Il nome – OtherMovie – dice tutto. Dice di un «altro» festival, che percorre strade poco battute, scava, fa riflettere, valorizza, indaga, promuove la dignità del diverso e lo scambio culturale.
L'intervista è in pratica un monologo. Mentre sorseggia un caffé, Drago è un fiume in piena e passa in rassegna il cartellone che ha allestito. Quando gli facciamo notare l’eccellente varietà e qualità, sorride: «Mi fa piacere che dici così. Paradossalmente siamo più (ri)conosciuti all’estero che qui, dove solo negli ultimi anni stiamo raccogliendo il consenso che penso meritiamo». Non è assolutamente spocchia. Basta farsi un giro su othermovie.ch per rendersi conto di quanto di buono questo appuntamento offrirà e chi, negli anni scorsi, ha bazzicato le sale di Lugano serba senz’altro un ottimo ricordo.
Idealmente, OtherMovie occupa, assieme al Festival Diritti Umani, il terzo gradino del podio delle rassegne cinematografiche ticinesi, dietro Locarno e Castellinaria. «Siamo partiti nel 2012 privilegiando film legati all’arteterapia, che parlavano di problematiche psichiatriche, disabili, violenza sulle donne... Poi – anche grazie ai contatti che ho allacciato negli anni presentando le mie pellicole in varie rassegne – siamo cresciuti, ci siano strutturati meglio, sia come offerta sia come organigramma. Tuttavia restiamo una piccola rassegna no profit che vive grazie al volontariato e ha un budget di 30mila franchi».

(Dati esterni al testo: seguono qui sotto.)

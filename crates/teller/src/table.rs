//! Generic table scraping.
//!
//! Rows are enumerated, each row's `td` cells are read, rows with fewer
//! cells than the record's minimum are skipped and the rest are mapped
//! positionally. Order is DOM order.

use crate::locator::Locator;
use crate::page::BasePage;
use crate::result::TellerResult;

/// A record that can be built from one table row
pub trait TableRecord: Sized {
    /// Rows with fewer cells are not records
    const MIN_CELLS: usize;

    /// Map cells positionally; called only with at least `MIN_CELLS` cells
    fn from_cells(cells: Vec<String>) -> Self;
}

/// Turn scraped rows into records, skipping short rows
#[must_use]
pub fn records_from_rows<R: TableRecord>(rows: Vec<Vec<String>>) -> Vec<R> {
    rows.into_iter()
        .filter(|cells| cells.len() >= R::MIN_CELLS)
        .map(R::from_cells)
        .collect()
}

/// Read the trimmed `td` texts of every row matched by `rows`
pub async fn scrape_rows(base: &BasePage, rows: &Locator) -> TellerResult<Vec<Vec<String>>> {
    let count = base.count(rows).await?;
    let mut scraped = Vec::with_capacity(count);
    for index in 0..count {
        scraped.push(base.all_texts(&rows.nth(index).descendant("td")).await?);
    }
    tracing::debug!(%rows, rows = scraped.len(), "table scraped");
    Ok(scraped)
}

/// Scrape rows and map them to records
pub async fn scrape_table<R: TableRecord>(base: &BasePage, rows: &Locator) -> TellerResult<Vec<R>> {
    Ok(records_from_rows(scrape_rows(base, rows).await?))
}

Il fil rouge dell’edizione 2023 è «Resilienza: l’arte della resistenza». Resistenza a cosa? «Alle difficoltà in generale – risponde Drago Stevanovic – per venirne fuori più forti di prima. Direi che gli ultimi anni ci hanno messo alla prova svariate volte: resistenza alle discriminazioni, alla guerra, alla violenza, alle malattie. Sono i temi principali che abbiamo deciso di sviluppare e proporre quest’anno al pubblico. Presentiamo storie in ambiti differenti accomunate dalla capacità umana di trovare soluzioni: talvolta innovative, talvolta rielaborando il passato».